Now as for those pesky periods: I allow my students to omit periods that would normally be required when they fall at the ends of sentences that a user needs to type. As with the example above, the quick brown fox jumped over the lazy dog

This sentence would normally require a period at the end; however putting a period at the end will confuse readers and it’s very hard to see whether or not a period is bold. And of course in the old days of typesetting there was no such thing as a “bold period.” Although the period in the example above is not critical, think about a web address, where a stray period could create a “404 Not Found” error.

Thanks for the opportunity to share.


Great stuff, John, as usual. And thank you.

Grammar: Using Quotation Marks

The rules for quotation marks can get a bit confusing as they are not related to logic in any way. My best advice is to always check the rule before using the quotation marks. Since we don’t use them that often, these rules are not worth memorizing; however, they are worth looking up in a reference book. Put periods and commas inside the closing quotation marks. This is the American style. The American convention for placing commas and periods inside quotation marks offers no logic. If you deal with publications from England or Australia or South Africa, the rules for the quotation mark will differ.

Here are examples of a period and comma with quotation marks:

  • The letter was marked “Confidential.”
  • She described her new friend as “tall,” “handsome,” and “intelligent.”

Put colons and semicolons outside the closing quotation marks. Again there is no logic to this rule.

Here are examples of quotation marks with colons and semicolons:

  • I had my doubts when I heard him say, “Your check is in the mail”; needless to say, I have received nothing.
  • We know what she means when she says to use some “ingenuity”: creativity wins proposals.

Use the following patterns for question marks and exclamation points at the end of a sentence concluding with a quotation:

Here are examples of quotation marks with question marks and exclamation points:

  • When the quote is not a question, but the sentence is.

    Did they say, “We’ll help”?

  • When the quote is a question, but the sentence is not.

    They asked, “May we help?”

  • When the quote is a question, and so is the sentence.

    Did they ask, “May we help?”

  • When the quote is an exclamation, and the sentence is a question.

    Who yelled, “The sky is falling!”

  • When the quote is a question, and the sentence is an exclamation.

    Don’t ask, “Where is the exit”!

Use quotation marks for a direct quote, not for an indirect quotation.

Here’s a direct quote:

The forerunner declared, “My political record shows that I am the best person for the job.”

Here’s an indirect quote:

The forerunner declared that his political record shows that he is the best person for the job.

Note: Single quotes are treated the same way as double quotes.

Want to learn more?

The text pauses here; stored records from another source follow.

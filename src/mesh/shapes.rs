//! Primitive solids: boxes and cylinders

use crate::errors::ValidationError;
use crate::float_types::{Real, TAU};
use crate::mesh::Mesh;
use crate::mesh::plane::Plane;
use crate::mesh::polygon::Polygon;
use crate::mesh::vertex::Vertex;
use crate::traits::CSGOps;
use nalgebra::{Point3, Vector3};
use std::fmt::Debug;

fn check_dimension(name: &'static str, value: Real) -> Result<(), ValidationError> {
    if value.is_finite() && value > 0.0 {
        Ok(())
    } else {
        Err(ValidationError::InvalidDimension { name, value })
    }
}

impl<S: Clone + Debug + Send + Sync> Mesh<S> {
    /// Create a right prism (a box) that spans from (0, 0, 0)
    /// to (width, length, height). All dimensions must be > 0.
    ///
    /// ```
    /// # use bim2se::mesh::Mesh;
    /// let slab: Mesh<()> = Mesh::cuboid(4.0, 2.0, 0.3, None).unwrap();
    /// assert_eq!(slab.polygons.len(), 6);
    /// ```
    pub fn cuboid(
        width: Real,
        length: Real,
        height: Real,
        metadata: Option<S>,
    ) -> Result<Mesh<S>, ValidationError> {
        check_dimension("width", width)?;
        check_dimension("length", length)?;
        check_dimension("height", height)?;

        let p000 = Point3::new(0.0, 0.0, 0.0);
        let p100 = Point3::new(width, 0.0, 0.0);
        let p110 = Point3::new(width, length, 0.0);
        let p010 = Point3::new(0.0, length, 0.0);
        let p001 = Point3::new(0.0, 0.0, height);
        let p101 = Point3::new(width, 0.0, height);
        let p111 = Point3::new(width, length, height);
        let p011 = Point3::new(0.0, length, height);

        // counter-clockwise seen from outside
        let faces = [
            ([p000, p010, p110, p100], -Vector3::z()),
            ([p001, p101, p111, p011], Vector3::z()),
            ([p000, p100, p101, p001], -Vector3::y()),
            ([p010, p011, p111, p110], Vector3::y()),
            ([p000, p001, p011, p010], -Vector3::x()),
            ([p100, p110, p111, p101], Vector3::x()),
        ];

        let polygons = faces
            .iter()
            .map(|(corners, normal)| {
                let vertices = corners.iter().map(|&p| Vertex::new(p, *normal)).collect();
                let plane = Plane::from_point_normal(corners[0], *normal);
                Polygon::with_plane(vertices, plane, metadata.clone())
            })
            .collect::<Vec<_>>();

        Ok(Mesh::from_polygons(&polygons, metadata))
    }

    /// Cube of side `width` with one corner at the origin
    pub fn cube(width: Real, metadata: Option<S>) -> Result<Mesh<S>, ValidationError> {
        Self::cuboid(width, width, width, metadata)
    }

    /// Box given by its lower-left corner and its extents along X, Y and Z
    pub fn box_from_corner(
        corner: Point3<Real>,
        dx: Real,
        dy: Real,
        dz: Real,
        metadata: Option<S>,
    ) -> Result<Mesh<S>, ValidationError> {
        if !corner.iter().all(|c| c.is_finite()) {
            return Err(ValidationError::InvalidCoordinate(corner));
        }
        Ok(Self::cuboid(dx, dy, dz, metadata)?.translate(corner.x, corner.y, corner.z))
    }

    /// Box spanning two opposite corners in any order
    pub fn box_between(
        a: Point3<Real>,
        b: Point3<Real>,
        metadata: Option<S>,
    ) -> Result<Mesh<S>, ValidationError> {
        let mins = a.inf(&b);
        let maxs = a.sup(&b);
        let size = maxs - mins;
        Self::box_from_corner(mins, size.x, size.y, size.z, metadata)
    }

    /// Cylinder standing on z = 0 around the Z axis, faceted into `segments` sides
    pub fn cylinder(
        radius: Real,
        height: Real,
        segments: usize,
        metadata: Option<S>,
    ) -> Result<Mesh<S>, ValidationError> {
        Self::frustum(radius, radius, height, segments, metadata)
    }

    /// Truncated cone from `radius1` at z = 0 to `radius2` at z = `height`.
    ///
    /// Caps are single convex polygons; sides are quads.
    pub fn frustum(
        radius1: Real,
        radius2: Real,
        height: Real,
        segments: usize,
        metadata: Option<S>,
    ) -> Result<Mesh<S>, ValidationError> {
        check_dimension("radius1", radius1)?;
        check_dimension("radius2", radius2)?;
        check_dimension("height", height)?;
        if segments < 3 {
            return Err(ValidationError::TooFewPoints {
                expected: 3,
                got: segments,
            });
        }

        let ring = |radius: Real, z: Real| -> Vec<Point3<Real>> {
            (0..segments)
                .map(|i| {
                    let angle = TAU * i as Real / segments as Real;
                    Point3::new(radius * angle.cos(), radius * angle.sin(), z)
                })
                .collect()
        };
        let bottom = ring(radius1, 0.0);
        let top = ring(radius2, height);

        let mut polygons = Vec::with_capacity(segments + 2);

        let down = -Vector3::z();
        polygons.push(Polygon::with_plane(
            bottom.iter().rev().map(|&p| Vertex::new(p, down)).collect(),
            Plane::from_point_normal(bottom[0], down),
            metadata.clone(),
        ));
        let up = Vector3::z();
        polygons.push(Polygon::with_plane(
            top.iter().map(|&p| Vertex::new(p, up)).collect(),
            Plane::from_point_normal(top[0], up),
            metadata.clone(),
        ));

        for i in 0..segments {
            let j = (i + 1) % segments;
            let quad = [bottom[i], bottom[j], top[j], top[i]];
            let vertices = quad
                .iter()
                .map(|p| Vertex::new(*p, Vector3::new(p.x, p.y, 0.0).normalize()))
                .collect::<Vec<_>>();
            polygons.push(Polygon::new(vertices, metadata.clone()));
        }

        Ok(Mesh::from_polygons(&polygons, metadata))
    }
}

#[cfg(test)]
mod tests {
    use super::*;

    #[test]
    fn cuboid_faces_point_outwards() {
        let b: Mesh<()> = Mesh::cuboid(2.0, 3.0, 4.0, None).unwrap();
        let center = Point3::new(1.0, 1.5, 2.0);
        for poly in &b.polygons {
            let to_face = poly.vertices[0].pos - center;
            assert!(poly.plane.normal.dot(&to_face) > 0.0);
        }
        assert!(b.is_closed());
    }

    #[test]
    fn rejects_bad_dimensions() {
        assert!(Mesh::<()>::cuboid(0.0, 1.0, 1.0, None).is_err());
        assert!(Mesh::<()>::cylinder(1.0, Real::NAN, 8, None).is_err());
        assert!(matches!(
            Mesh::<()>::cylinder(1.0, 1.0, 2, None),
            Err(ValidationError::TooFewPoints { expected: 3, got: 2 })
        ));
    }

    #[test]
    fn cylinder_has_caps_and_sides() {
        let c: Mesh<()> = Mesh::cylinder(25.0, 50.0, 32, None).unwrap();
        assert_eq!(c.polygons.len(), 34);
        let bb = c.bounding_box();
        assert!((bb.mins.z - 0.0).abs() < 1e-12);
        assert!((bb.maxs.z - 50.0).abs() < 1e-12);
        assert!((bb.maxs.x - 25.0).abs() < 1e-12);
        assert!(c.is_closed());
    }
}
use crate::float_types::Real;
use crate::io::IoError;
use crate::mesh::Mesh;
use crate::mesh::polygon::Polygon;
use nalgebra::Point3;
use std::fmt::Debug;
use std::fs::File;
use std::io::{BufReader, BufWriter, Cursor, Read, Seek, SeekFrom};
use std::path::Path;
use stl_io::{Normal, Triangle, Vertex};

impl<S: Clone + Debug + Send + Sync> Mesh<S> {
    /// Triangles with their face normals, in single precision for STL
    fn stl_triangles(&self) -> Vec<Triangle> {
        self.polygons
            .iter()
            .flat_map(|poly| {
                let n = poly.plane.normal;
                poly.triangulate().into_iter().map(move |tri| Triangle {
                    normal: Normal::new([n.x as f32, n.y as f32, n.z as f32]),
                    vertices: tri.map(|v| {
                        Vertex::new([v.pos.x as f32, v.pos.y as f32, v.pos.z as f32])
                    }),
                })
            })
            .collect()
    }

    /// Convert this Mesh to an **ASCII STL** string with the given `name`.
    ///
    /// ```rust
    /// # use bim2se::mesh::Mesh;
    /// let mesh = Mesh::<()>::cube(1.0, None).unwrap();
    /// let text = mesh.to_stl_ascii("my_solid");
    /// assert!(text.starts_with("solid my_solid"));
    /// ```
    pub fn to_stl_ascii(&self, name: &str) -> String {
        let mut out = String::new();
        out.push_str(&format!("solid {name}\n"));
        for poly in &self.polygons {
            let n = poly.plane.normal;
            for tri in poly.triangulate() {
                out.push_str(&format!("  facet normal {:.6} {:.6} {:.6}\n", n.x, n.y, n.z));
                out.push_str("    outer loop\n");
                for v in &tri {
                    let p = v.pos;
                    out.push_str(&format!("      vertex {:.6} {:.6} {:.6}\n", p.x, p.y, p.z));
                }
                out.push_str("    endloop\n");
                out.push_str("  endfacet\n");
            }
        }
        out.push_str(&format!("endsolid {name}\n"));
        out
    }

    /// Convert this Mesh to a **binary STL** byte vector.
    pub fn to_stl_binary(&self) -> std::io::Result<Vec<u8>> {
        let triangles = self.stl_triangles();
        let mut cursor = Cursor::new(Vec::new());
        stl_io::write_stl(&mut cursor, triangles.iter())?;
        Ok(cursor.into_inner())
    }

    /// Write this Mesh to `path` as binary STL.
    pub fn write_stl(&self, path: impl AsRef<Path>) -> Result<(), IoError> {
        let path = path.as_ref();
        let triangles = self.stl_triangles();
        let mut writer = BufWriter::new(File::create(path)?);
        stl_io::write_stl(&mut writer, triangles.iter())?;
        tracing::debug!(path = %path.display(), triangles = triangles.len(), "wrote STL");
        Ok(())
    }

    /// Build a Mesh from STL data (ASCII or binary).
    ///
    /// Every triangle becomes its own face: vertices are not merged and
    /// nothing is sewn, so the result is a "soup" of faces. Triangles with
    /// collinear corners are dropped.
    ///
    /// ## Errors
    /// `MalformedInput` when the data is not STL, `NullShape` when no face
    /// survives.
    pub fn from_stl(stl_data: &[u8], metadata: Option<S>) -> Result<Mesh<S>, IoError> {
        let mut cursor = Cursor::new(stl_data);
        Self::read_triangles(&mut cursor, "STL data", metadata)
    }

    /// Load an STL file, see [`Mesh::from_stl`].
    pub fn read_stl(path: impl AsRef<Path>, metadata: Option<S>) -> Result<Mesh<S>, IoError> {
        let path = path.as_ref();
        let mut reader = BufReader::new(File::open(path)?);
        Self::read_triangles(&mut reader, &path.display().to_string(), metadata)
    }

    fn read_triangles<R: Read + Seek>(
        reader: &mut R,
        source: &str,
        metadata: Option<S>,
    ) -> Result<Mesh<S>, IoError> {
        if reader.seek(SeekFrom::End(0))? == 0 {
            return Err(IoError::NullShape(source.to_string()));
        }
        reader.rewind()?;

        let stl_reader = stl_io::create_stl_reader(reader)
            .map_err(|e| IoError::MalformedInput(format!("{source}: {e}")))?;

        let mut polygons = Vec::new();
        let mut skipped = 0usize;
        for tri_result in stl_reader {
            let tri = tri_result.map_err(|e| IoError::MalformedInput(format!("{source}: {e}")))?;
            let [a, b, c] = tri
                .vertices
                .map(|v| Point3::new(v[0] as Real, v[1] as Real, v[2] as Real));
            match Polygon::triangle(a, b, c, metadata.clone()) {
                Some(face) => polygons.push(face),
                None => skipped += 1,
            }
        }

        tracing::debug!(source, faces = polygons.len(), skipped, "read STL");
        if polygons.is_empty() {
            return Err(IoError::NullShape(source.to_string()));
        }
        Ok(Mesh::from_polygons(&polygons, metadata))
    }
}
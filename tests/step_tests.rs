mod support;

use bim2se::io::{IoError, StepWriter};
use bim2se::mesh::{Mesh, plane::Plane};
use bim2se::surface::SurfaceApproximation;
use nalgebra::Vector3;

use crate::support::{box_with_hole, tilted_grid};

/// Entities of the DATA section, without the `#id=` prefix
fn entities(step: &str) -> Vec<&str> {
    step.lines()
        .filter(|l| l.starts_with('#'))
        .filter_map(|l| l.split_once('=').map(|(_, body)| body))
        .collect()
}

fn count(step: &str, keyword: &str) -> usize {
    entities(step)
        .iter()
        .filter(|e| e.starts_with(keyword))
        .count()
}

#[test]
fn file_has_header_and_data_sections() {
    let mut writer = StepWriter::new();
    writer
        .transfer_mesh(&Mesh::<()>::cube(1.0, None).unwrap(), "cube")
        .unwrap();
    let step = writer.to_step_string();

    assert!(step.starts_with("ISO-10303-21;\nHEADER;\n"));
    assert!(step.contains("FILE_SCHEMA(('AUTOMOTIVE_DESIGN { 1 0 10303 214 1 1 1 1 }'));"));
    assert!(step.trim_end().ends_with("END-ISO-10303-21;"));
    assert_eq!(step.matches("ENDSEC;").count(), 2);
}

#[test]
fn closed_mesh_becomes_a_faceted_brep() {
    let mut writer = StepWriter::new();
    writer
        .transfer_mesh(&Mesh::<()>::cube(1.0, None).unwrap(), "cube")
        .unwrap();
    let step = writer.to_step_string();

    assert_eq!(count(&step, "CLOSED_SHELL("), 1);
    assert_eq!(count(&step, "FACETED_BREP('cube'"), 1);
    assert_eq!(count(&step, "FACETED_BREP_SHAPE_REPRESENTATION("), 1);
    assert_eq!(count(&step, "FACE_SURFACE("), 6);
    assert_eq!(count(&step, "POLY_LOOP("), 6);
    // eight corners plus the world origin
    assert_eq!(count(&step, "CARTESIAN_POINT("), 9);
}

#[test]
fn boolean_result_is_still_closed() {
    let mut writer = StepWriter::new();
    writer.transfer_mesh(&box_with_hole(), "model").unwrap();
    let step = writer.to_step_string();
    assert_eq!(count(&step, "CLOSED_SHELL("), 1);
    assert_eq!(count(&step, "OPEN_SHELL("), 0);
}

#[test]
fn open_mesh_becomes_a_shell_model() {
    let surface = SurfaceApproximation::default()
        .approximate(&tilted_grid(10.0, 0.0, 0.5))
        .unwrap();
    let sheet = surface.to_mesh::<()>(3, 3, None).unwrap();

    let mut writer = StepWriter::new();
    writer.transfer_mesh(&sheet, "sheet").unwrap();
    let step = writer.to_step_string();

    assert_eq!(count(&step, "OPEN_SHELL("), 1);
    assert_eq!(count(&step, "SHELL_BASED_SURFACE_MODEL("), 1);
    assert_eq!(count(&step, "FACE_SURFACE("), 18);
    assert_eq!(count(&step, "CLOSED_SHELL("), 0);
}

#[test]
fn tube_without_caps_becomes_a_shell_model() {
    let cylinder: Mesh<()> = Mesh::cylinder(1.0, 2.0, 16, None).unwrap();
    let sides: Vec<_> = cylinder
        .polygons
        .iter()
        .filter(|p| p.plane.normal.z.abs() < 0.5)
        .cloned()
        .collect();
    let tube = Mesh::from_polygons(&sides, None);

    let mut writer = StepWriter::new();
    writer.transfer_mesh(&tube, "tube").unwrap();
    let step = writer.to_step_string();

    assert_eq!(count(&step, "OPEN_SHELL("), 1);
    assert_eq!(count(&step, "CLOSED_SHELL("), 0);
    assert_eq!(count(&step, "FACETED_BREP("), 0);
    assert_eq!(count(&step, "FACE_SURFACE("), 16);
}

#[test]
fn surface_is_written_as_an_advanced_face() {
    let surface = SurfaceApproximation::default()
        .approximate(&tilted_grid(10.0, 0.0, 0.5))
        .unwrap();
    let mut writer = StepWriter::new();
    writer.transfer_surface(&surface, "soil").unwrap();
    let step = writer.to_step_string();

    assert_eq!(count(&step, "B_SPLINE_SURFACE_WITH_KNOTS('soil',1,1,"), 1);
    assert_eq!(count(&step, "ADVANCED_FACE("), 1);
    assert_eq!(count(&step, "B_SPLINE_CURVE_WITH_KNOTS("), 4);
    assert_eq!(count(&step, "EDGE_CURVE("), 4);
    assert_eq!(count(&step, "VERTEX_POINT("), 4);
    assert_eq!(count(&step, "EDGE_LOOP("), 1);
}

#[test]
fn section_is_written_as_polylines() {
    let section = box_with_hole().section_plane(&Plane::from_normal(Vector3::z(), 25.0));
    let mut writer = StepWriter::new();
    writer.transfer_section(&section, "section").unwrap();
    let step = writer.to_step_string();

    assert_eq!(count(&step, "GEOMETRIC_CURVE_SET('section'"), 1);
    assert_eq!(count(&step, "POLYLINE("), 2);
    assert_eq!(
        count(&step, "GEOMETRICALLY_BOUNDED_WIREFRAME_SHAPE_REPRESENTATION("),
        1
    );
}

#[test]
fn every_shape_gets_its_own_product() {
    let mut writer = StepWriter::new();
    writer
        .transfer_mesh(&Mesh::<()>::cube(1.0, None).unwrap(), "a")
        .unwrap();
    writer
        .transfer_mesh(&Mesh::<()>::cube(2.0, None).unwrap(), "b'side")
        .unwrap();
    assert_eq!(writer.root_count(), 2);

    let step = writer.to_step_string();
    assert_eq!(count(&step, "PRODUCT("), 2);
    assert_eq!(count(&step, "APPLICATION_CONTEXT("), 1);
    assert!(step.contains("PRODUCT('b''side','b''side'"));
}

#[test]
fn writer_saves_to_disk() {
    let dir = tempfile::tempdir().unwrap();
    let path = dir.path().join("cube.stp");

    let mut writer = StepWriter::new();
    assert!(writer.is_empty());
    writer
        .transfer_mesh(&Mesh::<()>::cube(1.0, None).unwrap(), "cube")
        .unwrap();
    writer.write(&path).unwrap();

    let text = std::fs::read_to_string(&path).unwrap();
    assert_eq!(text, writer.to_step_string());
}

#[test]
fn null_shapes_are_refused() {
    let mut writer = StepWriter::new();
    let empty: Mesh<()> = Mesh::from_polygons(&[], None);
    assert!(matches!(
        writer.transfer_mesh(&empty, "nothing"),
        Err(IoError::NullShape(_))
    ));

    let missed = box_with_hole().section_plane(&Plane::from_normal(Vector3::z(), 500.0));
    assert!(matches!(
        writer.transfer_section(&missed, "nothing"),
        Err(IoError::NullShape(_))
    ));
    assert!(writer.is_empty());
}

Read Abrams’ Guide to Grammar.

Grammar: The Proper Use of Semicolons

A semicolon should be used to separate two constructions of generally equal weight. Remember, a semicolon is stronger than a comma, but weaker than a period. Generally, a semicolon is used to separate two independent clauses without a conjunction or with a conjunctive adverb.

  • Proofreading requires alertness; a tired mind will miss many errors.
  • She completed her report on time; however, she neglected to proofread it.

A semicolon should be used to separate items in a series when one or more of the items contain commas.

  • Seminars were conducted in Dallas, Texas, on July 18, 2000; in Washington, DC, on October 21, 2000; and in St. Louis, Missouri, on May 13, 2001.

A semicolon should be used to separate two independent clauses joined by a coordinating conjunction when at least one of the clauses contains commas that could result in a misreading of the sentence. This is an exception to the rule that the comma, not the semicolon, is used with coordinating conjunctions joining independent clauses. The coordinating conjunctions include for, and, nor, but, or, yet, and so.

  • We ordered legal paper, toner cartridges, and black ballpoint pens; but manila folders, envelopes, and binder clips were sent instead.